Но если царская власть лишена Хониатом божественного ореола, где, в какой общественной среде, ищет он в пору тяжких испытаний опору и силу, способную противостоять надвигающейся гибели? Демократия не привлекает его. Он возмущен тем, что простонародье, оставив портняжью иглу и едва отмыв руки от гончарной глины, лезет в ряды стратиотов. Он негодует, когда догматические вопросы выносятся на площади и перекрестки. Народ (и особенно константинопольский плебс) — предмет постоянных инвектив Хониата. Это болтуны, пьяницы, глупцы, трусы, у которых худшее всегда берет верх; люди, которые не способны пойти по дороге добра и не внимают благим советам; они склонны к возмущению и грабежу, что особенно ненавистно Хониату.

Да и о других общественных слоях писатель не говорит уважительно. Монашество и духовенство обрисованы с нескрываемой иронией. Почему, спрашивает Хониат, никто из высокотронных иерархов не помог стране во время опасной войны с болгарами, не распознал причин неудачи, а долгобородные иноки только натягивали себе клобук до самого носа? Монахи отрастили бороды и прикидываются боголюбцами, но в нарушение монастырских уставов сидят за пиршествами вельмож, обжираясь жирною рыбой. Не мягче суждение Хониата и о том общественном слое, к которому он принадлежал по своему положению, — о служилой знати. Безудержная лесть и угодничество, корыстолюбие и взяточничество, неправедный суд и невежество должностных лиц, — такова непривлекательная картина придворной жизни в изображении Хониата.

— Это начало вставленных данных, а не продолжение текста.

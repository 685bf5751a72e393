//! MongoDB backend implementation for docmodel.
//!
//! This crate provides a MongoDB-based implementation of the `StoreBackend` trait.
//! Filters and updates are passed to the server unchanged, so models can use the full
//! MongoDB query language.
//!
//! To use this backend, include the `mongodb` feature in your `Cargo.toml`:
//!
//! ```toml
//! [dependencies]
//! docmodel = { version = "x.y.z", features = ["mongodb"] }
//! ```
//!
//! # Example
//!
//! ```ignore
//! use docmodel::{backend::StoreBackendBuilder, mongodb::MongoDbStore, prelude::*};
//!
//! let store = MongoDbStore::builder("mongodb://localhost:27017", "my_database")
//!     .build()
//!     .await?;
//! let users = Model::<UserScheme, _>::new(store);
//! ```
//!
//! With a connection configuration, [`MongoDbConnector`] opens one session per named link:
//!
//! ```ignore
//! use docmodel::{link::{LinkConfig, Linker}, mongodb::MongoDbConnector};
//!
//! let linker = Linker::new(LinkConfig::from_path("links.json")?, MongoDbConnector);
//! let users = linker.model::<UserScheme>(None).await?;
//! ```

pub mod store;

pub use store::{MongoDbConnector, MongoDbStore, MongoDbStoreBuilder};
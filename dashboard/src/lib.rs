//! State and data access for the marketplace admin console.
//!
//! Every screen talks to the backend through a hook: [`hooks::QueryHook`]
//! for paginated lists, [`hooks::DetailHook`] for a single entity and
//! [`hooks::MutationHook`] for state-changing calls. Hooks publish their
//! state through a watch channel and hand failures to an
//! [`ErrorReporter`], normally the toast stack in [`contexts::toast`].

pub mod config;
pub mod contexts;
pub mod hooks;
pub mod logs;

pub use config::Config;
pub use contexts::{ErrorReporter, LogReporter};
pub use contexts::toast::{Toast, ToastHandle, ToastType};
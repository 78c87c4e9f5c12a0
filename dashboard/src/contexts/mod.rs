pub mod toast;

/// Receives the failures hooks could not handle themselves. Rendering
/// them is up to the implementor.
pub trait ErrorReporter: Send + Sync {
    fn report_error(&self, message: &str);
}

/// Reports failures to the log only, for headless use.
#[derive(Debug, Default, Clone, Copy)]
pub struct LogReporter;

impl ErrorReporter for LogReporter {
    fn report_error(&self, message: &str) {
        tracing::warn!("{message}");
    }
}
use payloads::session::{
    FileTokenStore, LOGIN_ROUTE, MemoryTokenStore, Navigator, Session,
    TokenStore,
};
use payloads::transport::{Transport, TransportConfig, TransportError};
use payloads::{APIClient, DEFAULT_PAGE_SIZE, QueryParameters};
use std::path::PathBuf;
use std::sync::Arc;
use std::time::Duration;

pub const DEFAULT_BACKEND_URL: &str = "http://localhost:8080";
pub const DEFAULT_TIMEOUT_MS: u64 = 100_000;

#[derive(Debug, thiserror::Error)]
pub enum ConfigError {
    #[error("{key} must be a positive integer, got {value:?}")]
    InvalidNumber { key: &'static str, value: String },
    #[error("Could not build the API transport: {0}")]
    Transport(#[from] TransportError),
}

#[derive(Debug, Clone, PartialEq)]
pub struct Config {
    pub backend_url: String,
    pub timeout: Duration,
    pub default_page_size: u32,
    /// Where the user is sent when the session is rejected.
    pub login_route: String,
    /// Persist the session token here; kept in memory when unset.
    pub token_file: Option<PathBuf>,
}

impl Default for Config {
    fn default() -> Self {
        Self {
            backend_url: DEFAULT_BACKEND_URL.to_string(),
            timeout: Duration::from_millis(DEFAULT_TIMEOUT_MS),
            default_page_size: DEFAULT_PAGE_SIZE,
            login_route: LOGIN_ROUTE.to_string(),
            token_file: None,
        }
    }
}

impl Config {
    /// Read configuration from the environment, after loading a `.env` file
    /// if one exists.
    pub fn from_env() -> Result<Self, ConfigError> {
        let _ = dotenvy::dotenv();
        Self::from_lookup(|key| std::env::var(key).ok())
    }

    pub fn from_lookup(
        lookup: impl Fn(&str) -> Option<String>,
    ) -> Result<Self, ConfigError> {
        let defaults = Self::default();
        let var = |key: &str| lookup(key).filter(|value| !value.trim().is_empty());

        let timeout = match var("API_TIMEOUT_MS") {
            Some(value) => Duration::from_millis(positive("API_TIMEOUT_MS", &value)?),
            None => defaults.timeout,
        };
        let default_page_size = match var("DEFAULT_PAGE_SIZE") {
            Some(value) => u32::try_from(positive("DEFAULT_PAGE_SIZE", &value)?)
                .map_err(|_| ConfigError::InvalidNumber {
                    key: "DEFAULT_PAGE_SIZE",
                    value,
                })?,
            None => defaults.default_page_size,
        };

        Ok(Self {
            backend_url: var("BACKEND_URL").unwrap_or(defaults.backend_url),
            timeout,
            default_page_size,
            login_route: var("LOGIN_ROUTE").unwrap_or(defaults.login_route),
            token_file: var("TOKEN_FILE").map(PathBuf::from),
        })
    }

    pub fn transport_config(&self) -> TransportConfig {
        TransportConfig {
            timeout: self.timeout,
            ..TransportConfig::new(self.backend_url.clone())
        }
    }

    /// The token store selected by `TOKEN_FILE`.
    pub fn token_store(&self) -> Arc<dyn TokenStore> {
        match &self.token_file {
            Some(path) => Arc::new(FileTokenStore::open(path)),
            None => Arc::new(MemoryTokenStore::default()),
        }
    }

    /// Assemble the API client: transport, session middleware and the given
    /// navigator for login redirects.
    pub fn build_client(
        &self,
        tokens: Arc<dyn TokenStore>,
        navigator: Arc<dyn Navigator>,
    ) -> Result<APIClient, ConfigError> {
        let session =
            Session::new(tokens, navigator).login_route(self.login_route.clone());
        let transport = Transport::new(&self.transport_config(), session)?;
        Ok(APIClient::new(transport))
    }

    /// First page of the configured size, no search, no filters.
    pub fn default_query(&self) -> QueryParameters {
        QueryParameters::new(1, self.default_page_size)
    }
}

fn positive(key: &'static str, value: &str) -> Result<u64, ConfigError> {
    match value.trim().parse::<u64>() {
        Ok(number) if number > 0 => Ok(number),
        _ => Err(ConfigError::InvalidNumber {
            key,
            value: value.to_string(),
        }),
    }
}
//! Logging to stderr.

use tracing_log::LogTracer;
use tracing_subscriber::{EnvFilter, prelude::*};

pub const DEFAULT_FILTER: &str = "error,dashboard=debug,payloads=debug";

/// Initialize logging. `RUST_LOG` takes precedence over `default_filter`.
///
/// Safe to call more than once; only the first call installs anything.
pub fn init_logging(default_filter: &str) {
    let env_filter = EnvFilter::try_from_default_env()
        .unwrap_or_else(|_| EnvFilter::new(default_filter));

    let fmt_layer = tracing_subscriber::fmt::layer()
        .with_writer(std::io::stderr)
        .with_line_number(true)
        .with_target(true);

    let _ = LogTracer::init();
    if tracing_subscriber::registry()
        .with(env_filter)
        .with(fmt_layer)
        .try_init()
        .is_ok()
    {
        tracing::info!("Initialized logs");
    }
}
use dashboard::hooks::{use_query, use_users};
use payloads::{ClientError, Page, Pagination, QueryOverrides, QueryParameters};
use serde_json::{Value, json};
use std::sync::Arc;
use std::sync::atomic::{AtomicUsize, Ordering};
use std::time::Duration;
use test_helpers::{failed_envelope, list_data, mock, ok_envelope, spawn_app};
use wiremock::matchers::{method, path, query_param, query_param_is_missing};
use wiremock::{Mock, ResponseTemplate};

fn users_page(
    items: Vec<Value>,
    total: u64,
    total_pages: u64,
) -> ResponseTemplate {
    ResponseTemplate::new(200).set_body_json(ok_envelope(list_data(
        "users",
        items,
        total,
        total_pages,
    )))
}

#[tokio::test]
async fn first_fetch_uses_initial_params() -> anyhow::Result<()> {
    let app = spawn_app().await;
    Mock::given(method("GET"))
        .and(path("/admin/users"))
        .and(query_param("page", "1"))
        .and(query_param("limit", "20"))
        .and(query_param("search", "jane"))
        .respond_with(users_page(vec![mock::jane_doe()], 1, 1))
        .expect(1)
        .mount(&app.server)
        .await;

    let users = use_users(
        app.client.clone(),
        QueryParameters::new(1, 20).search("jane"),
        app.reporter(),
    )
    .await;

    let state = users.snapshot();
    assert_eq!(state.items, vec![mock::jane_doe()]);
    assert_eq!(state.items[0]["fullName"], "Jane Doe");
    assert_eq!(users.total_items(), 1);
    assert_eq!(users.total_pages(), 1);
    assert!(!state.is_loading);
    assert!(app.toasts.errors().is_empty());

    Ok(())
}

#[tokio::test]
async fn empty_filters_are_not_sent() -> anyhow::Result<()> {
    let app = spawn_app().await;
    Mock::given(method("GET"))
        .and(path("/admin/users"))
        .and(query_param_is_missing("status"))
        .and(query_param_is_missing("search"))
        .respond_with(users_page(mock::users(), 2, 1))
        .expect(1)
        .mount(&app.server)
        .await;

    let users = use_users(
        app.client.clone(),
        QueryParameters::default().filter("status", ""),
        app.reporter(),
    )
    .await;
    assert_eq!(users.items().len(), 2);

    Ok(())
}

#[tokio::test]
async fn refetches_only_when_params_change() -> anyhow::Result<()> {
    let app = spawn_app().await;
    Mock::given(method("GET"))
        .and(path("/admin/users"))
        .respond_with(users_page(mock::users(), 2, 1))
        .mount(&app.server)
        .await;

    let users =
        use_users(app.client.clone(), QueryParameters::default(), app.reporter())
            .await;

    // Same values, freshly built: no fetch.
    assert!(!users.set_params(QueryParameters::new(1, 20)).await);
    assert!(!users.set_search("").await);
    assert_eq!(app.requests_to("/admin/users").await.len(), 1);

    assert!(users.set_page(2).await);
    assert!(users.set_filter("status", "active").await);
    let requests = app.requests_to("/admin/users").await;
    assert_eq!(requests.len(), 3);
    assert_eq!(requests[2].url.query(), Some("page=2&limit=20&status=active"));

    Ok(())
}

#[tokio::test]
async fn refetch_overrides_are_merged_per_key() -> anyhow::Result<()> {
    let app = spawn_app().await;
    Mock::given(method("GET"))
        .and(path("/admin/users"))
        .respond_with(users_page(mock::users(), 2, 1))
        .mount(&app.server)
        .await;

    let users = use_users(
        app.client.clone(),
        QueryParameters::new(1, 10)
            .search("ja")
            .filter("status", "active"),
        app.reporter(),
    )
    .await;

    users.refetch(QueryOverrides::default().page(3)).await;

    let requests = app.requests_to("/admin/users").await;
    assert_eq!(requests.len(), 2);
    assert_eq!(
        requests[1].url.query(),
        Some("page=3&limit=10&search=ja&status=active")
    );
    // Overrides are for one call only.
    assert_eq!(users.params().current_page(), 1);

    Ok(())
}

#[tokio::test]
async fn refetch_is_idempotent() -> anyhow::Result<()> {
    let app = spawn_app().await;
    Mock::given(method("GET"))
        .and(path("/admin/users"))
        .respond_with(users_page(mock::users(), 2, 1))
        .mount(&app.server)
        .await;

    let users =
        use_users(app.client.clone(), QueryParameters::default(), app.reporter())
            .await;
    let before = users.snapshot();

    users.refetch(QueryOverrides::default()).await;
    users.refetch(QueryOverrides::default()).await;

    assert_eq!(users.snapshot(), before);
    assert_eq!(app.requests_to("/admin/users").await.len(), 3);

    Ok(())
}

#[tokio::test]
async fn latest_request_wins() -> anyhow::Result<()> {
    let app = spawn_app().await;
    Mock::given(method("GET"))
        .and(path("/admin/users"))
        .and(query_param("page", "1"))
        .respond_with(users_page(vec![mock::jane_doe()], 2, 2))
        .up_to_n_times(1)
        .mount(&app.server)
        .await;
    Mock::given(method("GET"))
        .and(path("/admin/users"))
        .and(query_param("page", "1"))
        .respond_with(
            users_page(vec![mock::john_smith()], 2, 2)
                .set_delay(Duration::from_millis(300)),
        )
        .mount(&app.server)
        .await;
    Mock::given(method("GET"))
        .and(path("/admin/users"))
        .and(query_param("page", "2"))
        .respond_with(users_page(mock::users(), 4, 2))
        .mount(&app.server)
        .await;

    let users =
        use_users(app.client.clone(), QueryParameters::default(), app.reporter())
            .await;

    // A (slow) is issued before B (fast); A resolves last and is dropped.
    tokio::join!(
        users.refetch(QueryOverrides::default()),
        async {
            tokio::time::sleep(Duration::from_millis(20)).await;
            users.refetch(QueryOverrides::default().page(2)).await;
        },
    );

    assert_eq!(users.items(), mock::users());
    assert_eq!(users.total_items(), 4);
    assert!(!users.is_loading());

    Ok(())
}

#[tokio::test]
async fn loading_spans_the_request() -> anyhow::Result<()> {
    let app = spawn_app().await;
    Mock::given(method("GET"))
        .and(path("/admin/users"))
        .respond_with(
            users_page(mock::users(), 2, 1).set_delay(Duration::from_millis(200)),
        )
        .mount(&app.server)
        .await;

    let users =
        use_users(app.client.clone(), QueryParameters::default(), app.reporter())
            .await;
    assert!(!users.is_loading());

    let mut states = users.subscribe();
    let (_, was_loading) = tokio::join!(
        users.refetch(QueryOverrides::default()),
        async move {
            states.changed().await.ok();
            states.borrow_and_update().is_loading
        },
    );
    assert!(was_loading);
    assert!(!users.is_loading());

    Ok(())
}

#[tokio::test]
async fn failure_leaves_state_untouched() -> anyhow::Result<()> {
    let app = spawn_app().await;
    Mock::given(method("GET"))
        .and(path("/admin/users"))
        .respond_with(users_page(mock::users(), 2, 1))
        .up_to_n_times(1)
        .mount(&app.server)
        .await;
    Mock::given(method("GET"))
        .and(path("/admin/users"))
        .respond_with(ResponseTemplate::new(200).set_body_json(failed_envelope("X")))
        .mount(&app.server)
        .await;

    let users =
        use_users(app.client.clone(), QueryParameters::default(), app.reporter())
            .await;
    let before = users.snapshot();

    users.refetch(QueryOverrides::default()).await;

    let after = users.snapshot();
    assert_eq!(after.items, before.items);
    assert_eq!(after.pagination, before.pagination);
    assert!(!after.is_loading);
    assert_eq!(app.toasts.errors(), vec!["X"]);

    Ok(())
}

#[tokio::test]
async fn unauthorized_redirects_without_toast() -> anyhow::Result<()> {
    let app = spawn_app().await;
    Mock::given(method("GET"))
        .and(path("/admin/users"))
        .respond_with(ResponseTemplate::new(401))
        .mount(&app.server)
        .await;

    let users =
        use_users(app.client.clone(), QueryParameters::default(), app.reporter())
            .await;

    assert!(users.items().is_empty());
    assert!(!users.is_loading());
    assert_eq!(app.token(), None);
    assert_eq!(app.navigator.redirects(), vec!["/auth/login"]);
    assert!(app.toasts.errors().is_empty());

    Ok(())
}

#[tokio::test]
async fn custom_fetch_functions() -> anyhow::Result<()> {
    let app = spawn_app().await;
    let calls = Arc::new(AtomicUsize::new(0));
    let counter = calls.clone();

    let hook = use_query(
        "numbers",
        QueryParameters::new(1, 2),
        move |params: QueryParameters| {
            let counter = counter.clone();
            async move {
                counter.fetch_add(1, Ordering::SeqCst);
                if params.current_page() > 1 {
                    return Err(ClientError::Network("offline".into()));
                }
                Ok(Page {
                    items: vec![json!(1), json!(2)],
                    pagination: Pagination { total: 4, total_pages: 2 },
                })
            }
        },
        app.reporter(),
    )
    .await;
    assert_eq!(hook.items(), vec![json!(1), json!(2)]);

    hook.set_page(2).await;
    assert_eq!(calls.load(Ordering::SeqCst), 2);
    assert_eq!(hook.items(), vec![json!(1), json!(2)]);
    assert_eq!(hook.params().current_page(), 2);
    assert_eq!(app.toasts.errors(), vec!["offline"]);

    Ok(())
}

Пожалуй, только одна общественная группировка вызывает известные симпатии Хониата. Это — аристократия. Благородное происхождение увязывается в его сознании с деятельной активностью, с боевым мужеством. Правда, похвалы знатным лицам непоследовательны и спорадичны, они сменяются насмешками над царской родней, украшавшей себя пышными прическами и золотыми ожерельями, но не знакомой с боевым сигналам — и все-таки именно к этому слою принадлежат те редкие люди, которым писатель дарит свое сочувствие.